WORK ITEM
Using the data below, return all lines in which "EDIT" appears.

Data extracted from a collection:

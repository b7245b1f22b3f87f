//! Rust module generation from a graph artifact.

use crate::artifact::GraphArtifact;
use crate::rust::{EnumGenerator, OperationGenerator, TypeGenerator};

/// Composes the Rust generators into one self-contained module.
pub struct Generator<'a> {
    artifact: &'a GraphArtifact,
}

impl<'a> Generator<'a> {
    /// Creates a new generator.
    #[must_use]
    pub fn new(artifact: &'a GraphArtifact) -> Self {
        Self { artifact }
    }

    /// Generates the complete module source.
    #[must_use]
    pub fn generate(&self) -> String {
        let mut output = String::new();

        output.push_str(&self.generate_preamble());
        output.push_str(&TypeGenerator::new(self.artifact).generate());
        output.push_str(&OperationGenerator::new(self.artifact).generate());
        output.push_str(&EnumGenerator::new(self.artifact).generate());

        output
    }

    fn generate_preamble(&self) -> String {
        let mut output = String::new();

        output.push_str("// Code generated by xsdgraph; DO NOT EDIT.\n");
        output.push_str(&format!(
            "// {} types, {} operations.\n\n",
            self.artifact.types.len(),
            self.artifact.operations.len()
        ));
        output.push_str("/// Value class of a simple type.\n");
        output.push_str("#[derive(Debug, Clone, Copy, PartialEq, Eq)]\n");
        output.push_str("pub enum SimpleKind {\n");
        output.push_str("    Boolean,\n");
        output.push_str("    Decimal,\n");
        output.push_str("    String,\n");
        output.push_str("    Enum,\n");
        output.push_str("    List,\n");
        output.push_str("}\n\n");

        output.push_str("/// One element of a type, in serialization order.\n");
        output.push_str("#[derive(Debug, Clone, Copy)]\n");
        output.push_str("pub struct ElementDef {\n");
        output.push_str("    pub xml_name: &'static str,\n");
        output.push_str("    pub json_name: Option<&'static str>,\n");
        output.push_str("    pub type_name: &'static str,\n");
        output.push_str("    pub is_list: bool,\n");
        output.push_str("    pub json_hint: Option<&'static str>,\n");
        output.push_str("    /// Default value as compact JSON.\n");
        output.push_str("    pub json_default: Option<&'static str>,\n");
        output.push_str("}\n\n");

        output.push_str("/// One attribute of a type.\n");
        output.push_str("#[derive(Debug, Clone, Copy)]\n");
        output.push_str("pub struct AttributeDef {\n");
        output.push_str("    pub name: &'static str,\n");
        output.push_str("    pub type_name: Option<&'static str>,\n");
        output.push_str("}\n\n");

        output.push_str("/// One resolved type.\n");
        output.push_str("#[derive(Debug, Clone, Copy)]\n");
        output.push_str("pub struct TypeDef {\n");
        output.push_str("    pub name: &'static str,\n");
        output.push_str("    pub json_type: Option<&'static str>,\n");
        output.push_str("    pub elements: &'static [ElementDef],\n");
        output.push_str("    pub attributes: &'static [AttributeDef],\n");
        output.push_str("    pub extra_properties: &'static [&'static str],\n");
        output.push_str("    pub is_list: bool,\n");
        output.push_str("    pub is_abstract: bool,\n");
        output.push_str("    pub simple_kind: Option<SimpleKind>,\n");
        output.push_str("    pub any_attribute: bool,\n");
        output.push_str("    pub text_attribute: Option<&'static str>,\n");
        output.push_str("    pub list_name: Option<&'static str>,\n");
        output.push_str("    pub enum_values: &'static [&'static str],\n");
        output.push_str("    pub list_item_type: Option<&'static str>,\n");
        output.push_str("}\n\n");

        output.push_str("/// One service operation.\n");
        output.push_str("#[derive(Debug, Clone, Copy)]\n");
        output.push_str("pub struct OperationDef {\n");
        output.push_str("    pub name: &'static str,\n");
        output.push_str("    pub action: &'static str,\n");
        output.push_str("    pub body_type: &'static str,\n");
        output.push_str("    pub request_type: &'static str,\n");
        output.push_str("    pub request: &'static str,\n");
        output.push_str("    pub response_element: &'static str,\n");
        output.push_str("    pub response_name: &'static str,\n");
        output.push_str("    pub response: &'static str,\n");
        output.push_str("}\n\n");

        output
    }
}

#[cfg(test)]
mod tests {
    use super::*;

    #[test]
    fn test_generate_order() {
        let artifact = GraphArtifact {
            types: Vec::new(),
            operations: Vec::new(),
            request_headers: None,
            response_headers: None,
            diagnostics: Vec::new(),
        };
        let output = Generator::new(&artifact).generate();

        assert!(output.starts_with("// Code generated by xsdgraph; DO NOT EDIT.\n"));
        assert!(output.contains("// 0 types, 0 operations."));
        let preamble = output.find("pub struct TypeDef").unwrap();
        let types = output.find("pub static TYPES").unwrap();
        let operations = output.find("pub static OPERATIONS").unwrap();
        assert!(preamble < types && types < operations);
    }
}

RESULT OF THE EXERCISE
        output.push_str("// Code generated by xsdgraph; DO NOT EDIT.\n");
        assert!(output.starts_with("// Code generated by xsdgraph; DO NOT EDIT.\n"));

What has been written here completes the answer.